[What to do]: Please find all lines in the data that hold the string "ChunkNotes" and copy them.

--- START ---

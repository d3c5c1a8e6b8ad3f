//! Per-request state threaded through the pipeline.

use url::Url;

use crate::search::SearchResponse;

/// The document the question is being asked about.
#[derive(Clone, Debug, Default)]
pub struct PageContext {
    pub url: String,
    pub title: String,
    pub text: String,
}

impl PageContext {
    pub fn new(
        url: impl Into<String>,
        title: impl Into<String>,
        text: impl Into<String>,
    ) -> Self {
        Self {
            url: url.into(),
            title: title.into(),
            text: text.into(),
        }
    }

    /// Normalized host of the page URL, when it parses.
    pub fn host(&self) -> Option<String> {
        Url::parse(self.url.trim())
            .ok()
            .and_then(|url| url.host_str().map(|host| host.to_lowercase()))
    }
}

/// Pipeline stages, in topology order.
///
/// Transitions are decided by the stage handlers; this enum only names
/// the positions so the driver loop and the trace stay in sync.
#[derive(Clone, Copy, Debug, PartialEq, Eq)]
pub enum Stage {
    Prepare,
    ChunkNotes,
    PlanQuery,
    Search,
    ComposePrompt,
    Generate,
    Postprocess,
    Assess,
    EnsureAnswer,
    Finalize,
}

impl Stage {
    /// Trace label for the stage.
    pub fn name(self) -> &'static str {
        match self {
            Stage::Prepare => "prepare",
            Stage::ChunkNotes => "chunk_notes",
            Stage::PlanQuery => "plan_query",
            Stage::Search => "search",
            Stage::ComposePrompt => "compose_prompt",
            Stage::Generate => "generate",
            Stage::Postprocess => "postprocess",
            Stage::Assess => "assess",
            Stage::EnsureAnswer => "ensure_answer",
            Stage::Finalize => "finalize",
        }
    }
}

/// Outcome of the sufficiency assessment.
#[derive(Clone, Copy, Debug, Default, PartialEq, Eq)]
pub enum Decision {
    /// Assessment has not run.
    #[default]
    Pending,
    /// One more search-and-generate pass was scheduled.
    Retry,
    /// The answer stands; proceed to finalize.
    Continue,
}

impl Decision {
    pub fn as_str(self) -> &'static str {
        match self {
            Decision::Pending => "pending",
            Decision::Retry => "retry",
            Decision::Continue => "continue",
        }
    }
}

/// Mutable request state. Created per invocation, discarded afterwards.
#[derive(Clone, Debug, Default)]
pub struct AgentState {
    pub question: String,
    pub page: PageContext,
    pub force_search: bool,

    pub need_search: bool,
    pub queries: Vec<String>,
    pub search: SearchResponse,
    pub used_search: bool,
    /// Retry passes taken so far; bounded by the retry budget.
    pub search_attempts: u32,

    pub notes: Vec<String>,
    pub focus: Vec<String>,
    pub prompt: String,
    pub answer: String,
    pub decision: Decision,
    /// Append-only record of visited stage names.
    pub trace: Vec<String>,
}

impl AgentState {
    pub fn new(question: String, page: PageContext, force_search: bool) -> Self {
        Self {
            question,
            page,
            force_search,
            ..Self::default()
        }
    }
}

--- END ---
--- START ---

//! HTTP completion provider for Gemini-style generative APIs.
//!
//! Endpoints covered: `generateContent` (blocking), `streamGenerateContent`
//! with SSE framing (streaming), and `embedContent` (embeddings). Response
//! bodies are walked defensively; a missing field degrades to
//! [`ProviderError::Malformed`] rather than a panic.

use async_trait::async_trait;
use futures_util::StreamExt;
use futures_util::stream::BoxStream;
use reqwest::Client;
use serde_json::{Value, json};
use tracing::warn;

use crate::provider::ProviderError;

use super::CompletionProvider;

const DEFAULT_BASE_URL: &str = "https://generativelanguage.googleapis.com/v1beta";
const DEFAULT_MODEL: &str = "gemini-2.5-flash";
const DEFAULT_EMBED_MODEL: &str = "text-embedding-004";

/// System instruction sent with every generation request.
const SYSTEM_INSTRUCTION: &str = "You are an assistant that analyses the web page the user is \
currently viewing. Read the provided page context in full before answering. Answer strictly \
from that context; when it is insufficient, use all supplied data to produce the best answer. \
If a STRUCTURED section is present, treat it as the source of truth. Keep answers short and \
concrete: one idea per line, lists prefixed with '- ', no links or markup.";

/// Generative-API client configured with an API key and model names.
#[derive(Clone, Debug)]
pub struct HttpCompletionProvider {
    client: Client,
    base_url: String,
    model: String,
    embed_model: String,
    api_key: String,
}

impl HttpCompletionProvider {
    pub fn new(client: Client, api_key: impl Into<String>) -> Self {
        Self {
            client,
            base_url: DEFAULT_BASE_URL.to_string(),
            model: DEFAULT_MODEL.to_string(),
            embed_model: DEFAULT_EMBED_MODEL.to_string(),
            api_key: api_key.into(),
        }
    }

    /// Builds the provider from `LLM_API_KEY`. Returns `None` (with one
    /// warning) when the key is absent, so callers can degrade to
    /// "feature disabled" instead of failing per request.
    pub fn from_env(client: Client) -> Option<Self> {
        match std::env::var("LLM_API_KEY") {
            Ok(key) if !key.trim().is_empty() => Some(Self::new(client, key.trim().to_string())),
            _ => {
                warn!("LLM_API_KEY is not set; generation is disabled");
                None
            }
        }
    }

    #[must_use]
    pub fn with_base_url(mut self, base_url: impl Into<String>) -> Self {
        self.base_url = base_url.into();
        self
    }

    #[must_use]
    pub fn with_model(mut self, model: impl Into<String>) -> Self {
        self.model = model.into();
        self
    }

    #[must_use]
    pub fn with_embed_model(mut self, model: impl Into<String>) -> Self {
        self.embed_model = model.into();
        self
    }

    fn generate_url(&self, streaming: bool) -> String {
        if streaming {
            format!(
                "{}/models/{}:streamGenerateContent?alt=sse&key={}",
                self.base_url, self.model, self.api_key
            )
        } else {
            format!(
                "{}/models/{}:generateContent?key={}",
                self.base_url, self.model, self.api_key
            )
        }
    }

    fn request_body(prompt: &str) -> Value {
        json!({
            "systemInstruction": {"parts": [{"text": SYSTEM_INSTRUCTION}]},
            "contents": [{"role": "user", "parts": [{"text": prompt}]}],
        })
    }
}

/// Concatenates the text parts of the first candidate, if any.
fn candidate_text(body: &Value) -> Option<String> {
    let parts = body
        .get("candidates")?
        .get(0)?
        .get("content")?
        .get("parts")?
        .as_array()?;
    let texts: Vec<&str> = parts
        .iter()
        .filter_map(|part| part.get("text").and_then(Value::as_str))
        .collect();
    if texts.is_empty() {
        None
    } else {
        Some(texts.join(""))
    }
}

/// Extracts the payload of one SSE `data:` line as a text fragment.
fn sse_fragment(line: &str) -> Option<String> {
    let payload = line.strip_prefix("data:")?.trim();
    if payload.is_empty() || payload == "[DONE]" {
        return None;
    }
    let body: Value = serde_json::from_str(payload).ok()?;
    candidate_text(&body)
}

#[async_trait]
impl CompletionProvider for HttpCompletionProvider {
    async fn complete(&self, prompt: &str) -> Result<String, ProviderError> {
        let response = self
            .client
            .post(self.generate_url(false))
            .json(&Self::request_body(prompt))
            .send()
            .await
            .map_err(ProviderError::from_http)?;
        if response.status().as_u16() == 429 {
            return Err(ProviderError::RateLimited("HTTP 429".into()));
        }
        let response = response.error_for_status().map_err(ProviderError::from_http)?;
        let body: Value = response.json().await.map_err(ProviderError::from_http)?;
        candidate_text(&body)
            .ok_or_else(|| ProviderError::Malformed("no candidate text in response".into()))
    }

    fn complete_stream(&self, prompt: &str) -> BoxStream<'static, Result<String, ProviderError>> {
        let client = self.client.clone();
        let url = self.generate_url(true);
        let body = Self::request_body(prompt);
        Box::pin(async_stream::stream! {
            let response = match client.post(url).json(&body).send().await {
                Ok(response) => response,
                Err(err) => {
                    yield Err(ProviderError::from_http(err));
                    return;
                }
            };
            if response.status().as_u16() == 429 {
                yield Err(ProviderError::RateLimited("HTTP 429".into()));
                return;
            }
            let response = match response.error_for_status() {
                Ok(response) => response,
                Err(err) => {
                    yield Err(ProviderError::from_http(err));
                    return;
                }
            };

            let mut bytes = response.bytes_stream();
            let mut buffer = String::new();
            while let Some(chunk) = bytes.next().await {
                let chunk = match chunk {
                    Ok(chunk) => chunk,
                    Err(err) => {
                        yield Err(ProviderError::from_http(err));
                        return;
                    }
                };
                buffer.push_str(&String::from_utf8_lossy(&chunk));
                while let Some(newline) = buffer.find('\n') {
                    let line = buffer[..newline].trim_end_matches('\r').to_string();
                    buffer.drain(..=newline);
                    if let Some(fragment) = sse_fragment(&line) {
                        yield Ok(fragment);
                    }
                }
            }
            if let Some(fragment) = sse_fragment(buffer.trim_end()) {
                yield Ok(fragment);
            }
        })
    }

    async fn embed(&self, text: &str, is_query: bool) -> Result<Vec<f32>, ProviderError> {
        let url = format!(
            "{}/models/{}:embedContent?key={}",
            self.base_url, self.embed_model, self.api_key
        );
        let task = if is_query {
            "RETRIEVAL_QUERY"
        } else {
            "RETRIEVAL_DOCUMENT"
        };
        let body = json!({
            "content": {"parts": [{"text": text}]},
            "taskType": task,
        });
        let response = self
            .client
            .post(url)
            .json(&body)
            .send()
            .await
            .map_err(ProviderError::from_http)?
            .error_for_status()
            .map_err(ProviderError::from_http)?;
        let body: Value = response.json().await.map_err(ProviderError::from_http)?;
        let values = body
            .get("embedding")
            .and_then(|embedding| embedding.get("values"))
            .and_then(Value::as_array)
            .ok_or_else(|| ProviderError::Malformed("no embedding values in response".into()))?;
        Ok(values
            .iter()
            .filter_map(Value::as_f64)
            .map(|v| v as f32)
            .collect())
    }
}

--- END ---

[Expected output]:
    ChunkNotes,
            Stage::ChunkNotes => "chunk_notes",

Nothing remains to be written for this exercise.